‘The role of Maruti Suzuki in Suzuki’s global business plans will assume even greater importance’
Kenichi Ayukawa took over as the Managing Director and CEO of Maruti Suzuki India (MSI) in April this year, amidst a challenging time for the automobile industry.
A law graduate, Mr. Ayukawa has been associated with the Japanese auto major for over three decades. In an interview with The Hindu, he talks about the need to bring on board new customers and also the larger role MSI is expected to play in the parent’s global operations. Excerpts:
The economic slowdown, tight monetary policy, and rising interest rates – they are all taking a heavy toll on the automobile industry. What do you see is the way forward?
Right now the industry is going through a very difficult phase. The economy is reeling under a slowdown. One of the main reasons is, in India, we don’t have oil. This has a big impact on the auto sector as well. This year will be quite tough. The period between April and August was very tough, and I see no respite.
I took over in April. Since then, sales have been declining. I hear people saying sales are declining because of low consumer sentiment. Nobody is asking why there is low consumer sentiment. People are concerned while purchasing a car primarily because of economic worries, high fuel cost, and higher interest rates. This is affecting their purchases — not just of cars but other things as well.
The festive season is around the corner. What kind of response are you expecting this season given the prevailing poor sentiment?
We are hoping sales will pick up in the festive season. We are not expecting very strong sales during the period considering the current macro-economic conditions. It won’t be as good as in the previous year. Last year, sales were boosted by demand for diesel cars.

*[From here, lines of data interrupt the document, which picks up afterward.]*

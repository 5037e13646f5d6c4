mod request;
mod response;

pub use request::*;
pub use response::*;
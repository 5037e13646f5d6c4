use chrono::{DateTime, Utc};

#[derive(Debug, Clone, sqlx::FromRow)]
pub struct Article {
    pub id: i64,
    pub title: String,
    pub style: String,
    pub content: String,
    pub date_published: DateTime<Utc>,
}

/// An article that passed create validation but has not been stored yet.
#[derive(Debug, Clone, PartialEq, Eq)]
pub struct NewArticle {
    pub title: String,
    pub style: String,
    pub content: String,
}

This year with increase in diesel prices, their demand has been impacted a bit. I think in the long-run, people will return to diesel.

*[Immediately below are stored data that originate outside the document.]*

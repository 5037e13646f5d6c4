use std::any::Any;

use axum::{
    extract::State,
    http::{Request, StatusCode},
    middleware::Next,
    response::{IntoResponse, Response},
    Json,
};
use serde::{Deserialize, Serialize};

use crate::{config::Environment, JsonResponse};

const NOT_FOUND_MESSAGE: &str = "Article doesn't exist";
const SERVER_ERROR_MESSAGE: &str = "server error";

#[derive(Debug, thiserror::Error)]
pub enum RequestError {
    #[error("Missing '{0}' in request body")]
    MissingField(&'static str),
    #[error("{0}")]
    BadRequest(String),
    #[error("{}", NOT_FOUND_MESSAGE)]
    NotFound,
    #[error("database error: {0}")]
    DatabaseError(#[from] sqlx::Error),
    #[error("{0}")]
    ServerError(String),
}

#[derive(Debug, Deserialize, Serialize, PartialEq, Eq)]
pub struct RequestErrorJsonWrapper {
    pub error: RequestErrorJson,
}

#[derive(Debug, Deserialize, Serialize, PartialEq, Eq)]
pub struct RequestErrorJson {
    pub message: String,
    #[serde(default, skip_serializing_if = "Option::is_none")]
    pub detail: Option<String>,
}

impl RequestErrorJsonWrapper {
    pub fn new(message: &str) -> RequestErrorJsonWrapper {
        RequestErrorJsonWrapper {
            error: RequestErrorJson {
                message: message.to_string(),
                detail: None,
            },
        }
    }

    pub fn with_detail(message: &str, detail: String) -> RequestErrorJsonWrapper {
        RequestErrorJsonWrapper {
            error: RequestErrorJson {
                message: message.to_string(),
                detail: Some(detail),
            },
        }
    }
}

/// Attached to a 500 response so [`error_responder`] can render it for the
/// running environment.
#[derive(Debug, Clone)]
pub struct ServerFault {
    pub message: String,
    pub detail: String,
}

impl IntoResponse for RequestError {
    fn into_response(self) -> Response {
        let fault = self.server_fault();
        let mut response = self.to_json_response().into_response();
        if let Some(fault) = fault {
            response.extensions_mut().insert(fault);
        }
        response
    }
}

impl RequestError {
    pub fn status_code(&self) -> StatusCode {
        match self {
            RequestError::MissingField(_) | RequestError::BadRequest(_) => StatusCode::BAD_REQUEST,
            RequestError::NotFound => StatusCode::NOT_FOUND,
            RequestError::DatabaseError(_) | RequestError::ServerError(_) => {
                StatusCode::INTERNAL_SERVER_ERROR
            }
        }
    }

    pub fn to_json_response(&self) -> JsonResponse<RequestErrorJsonWrapper> {
        let json = match self {
            RequestError::DatabaseError(_) | RequestError::ServerError(_) => {
                RequestErrorJsonWrapper::new(SERVER_ERROR_MESSAGE)
            }
            other => RequestErrorJsonWrapper::new(&other.to_string()),
        };
        (self.status_code(), Json(json))
    }

    fn server_fault(&self) -> Option<ServerFault> {
        match self {
            RequestError::DatabaseError(e) => Some(ServerFault {
                message: self.to_string(),
                detail: format!("{:?}", e),
            }),
            RequestError::ServerError(message) => Some(ServerFault {
                message: message.clone(),
                detail: format!("{:?}", self),
            }),
            _ => None,
        }
    }
}

/// Terminal error handler: every server fault leaves the app as a 500, with
/// the error echoed back only outside production.
pub async fn error_responder<B>(
    State(environment): State<Environment>,
    request: Request<B>,
    next: Next<B>,
) -> Response {
    let response = next.run(request).await;
    let Some(fault) = response.extensions().get::<ServerFault>().cloned() else {
        return response;
    };

    tracing::error!(message = %fault.message, detail = %fault.detail, "request failed");

    let body = match environment {
        Environment::Production => RequestErrorJsonWrapper::new(SERVER_ERROR_MESSAGE),
        Environment::Development => {
            RequestErrorJsonWrapper::with_detail(&fault.message, fault.detail)
        }
    };
    (StatusCode::INTERNAL_SERVER_ERROR, Json(body)).into_response()
}

/// Turns a handler panic into a server fault instead of dropping the connection.
pub fn handle_panic(err: Box<dyn Any + Send + 'static>) -> Response {
    let message = if let Some(message) = err.downcast_ref::<String>() {
        message.clone()
    } else if let Some(message) = err.downcast_ref::<&str>() {
        message.to_string()
    } else {
        "handler panicked".to_string()
    };
    RequestError::ServerError(message).into_response()
}

#[cfg(test)]
mod tests {
    use super::*;

    #[test]
    fn missing_field_names_the_field() {
        let (status, Json(body)) = RequestError::MissingField("style").to_json_response();
        assert_eq!(status, StatusCode::BAD_REQUEST);
        assert_eq!(body, RequestErrorJsonWrapper::new("Missing 'style' in request body"));
    }

    #[test]
    fn not_found_uses_fixed_message() {
        let (status, Json(body)) = RequestError::NotFound.to_json_response();
        assert_eq!(status, StatusCode::NOT_FOUND);
        assert_eq!(body.error.message, "Article doesn't exist");
        assert_eq!(body.error.detail, None);
    }

    #[test]
    fn database_errors_hide_their_cause() {
        let error = RequestError::from(sqlx::Error::RowNotFound);
        let (status, Json(body)) = error.to_json_response();
        assert_eq!(status, StatusCode::INTERNAL_SERVER_ERROR);
        assert_eq!(body, RequestErrorJsonWrapper::new("server error"));

        let response = error.into_response();
        let fault = response.extensions().get::<ServerFault>().unwrap();
        assert!(fault.message.starts_with("database error"));
    }

    #[test]
    fn client_errors_are_not_server_faults() {
        let response = RequestError::NotFound.into_response();
        assert!(response.extensions().get::<ServerFault>().is_none());
    }

    #[test]
    fn panics_become_server_faults() {
        let response = handle_panic(Box::new("boom"));
        assert_eq!(response.status(), StatusCode::INTERNAL_SERVER_ERROR);
        let fault = response.extensions().get::<ServerFault>().unwrap();
        assert_eq!(fault.message, "boom");
    }

    #[test]
    fn detail_is_omitted_from_json_when_absent() {
        let json = serde_json::to_value(RequestErrorJsonWrapper::new("server error")).unwrap();
        assert_eq!(json, serde_json::json!({ "error": { "message": "server error" } }));
    }
}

Plus, there has been enough rain this year. This is good for agriculture, and which will, in turn, boost sales, particularly in rural areas.
How do you see Maruti Suzuki emerging out of these challenging times?
At this moment, I can do very little. But we are making efforts. As market leaders, we have to protect our position. We have our sales men at work. We at present have 1,300 showrooms, and even they are not enough to reach all our customers. There are still a lot of untapped customers. We’ll be expanding our reach to such areas and develop them. We are focusing on rural areas and targeting new customers. In the April-August period, we saw 21 per cent increase in our sales from the rural areas as compared to the same period last year.
What kind of HR (human resources) strategy are you working on to bring greater harmony in the functioning of the company?
Human resource is important. We’ll review that. We must try to improve further. What has happened in the past is mainly because of miscommunication with our workforce. We, at present, employ 12,000 people, and we have to improve communication with them. Although people read about us in papers and get to know things, it is our responsibility to tell our workforce the current company situation.
The decline in the market share of MSI can be partly attributed to its weak presence in the SUV (sports utility vehicle) segment. How does the company plan to work in this segment, particularly in view of the rising demand for cost-effective SUVs like the ones introduced by your rivals?
Everybody is asking me that. Product development takes time...2 to 3 years. I cannot give a timeline now. However, this is one segment we are definitely looking at. Also, there is no definition of an SUV. I can bring a product and say it is an SUV. We need to have a definition.
Don’t you think being a late entrant will negatively impact Maruti Suzuki?
No, I do not think so. If you have a good product, it will sell.
You recently launched the Stingray. What kind of a response did it receive from the market?
It usually takes two weeks to access the response. We have just launched the car.
What is the role India plays in Suzuki’s global operations? How do you see operations here contributing more?
Maruti Suzuki is playing a very important role in Suzuki’s global business. We contribute about 40 per cent of the total sales of Suzuki. Besides areas such as manufacturing, quality and sales, both companies are now working in a unified way on R&D and product development.
Since India is a market for the future, the role of Maruti Suzuki in Suzuki’s global business plans, therefore, will assume even greater importance.
My focus will be to continuously enhance Maruti Suzuki’s business in India.
With MSI’s increasing importance in the parent company’s operations, can we expect an Indian on the board of the company?
We have many Indian people involved in our management.
They stay here. In the case of Japanese, they come only for three-to- five years.
In the company’s annual report, it was stated that India will be responsible for some of the export markets for Suzuki, and a new plant would be coming up overseas. Could you elaborate a bit on that?
We have not firmed up any plans to set up a manufacturing plant overseas. On the export front, yes, Suzuki Japan has decided that India will now be responsible for the export markets of Africa, the Middle East and our neighbouring countries. We also have to study and decide the products for these markets.
Will there be increased focus on exports to get some benefits from the depreciating rupee?
Exports are definitely an area of focus. But I do not see much of immediate gains, since the economic situation across the globe is a bit slow. Currencies of some other countries have also been declining. But we are definitely expanding exports, and it may take one year.
What kind of products that MSI is planning to launch or showcase in the upcoming Auto Expo?
We will surely showcase something new and interesting. But what it will be, I will not disclose now.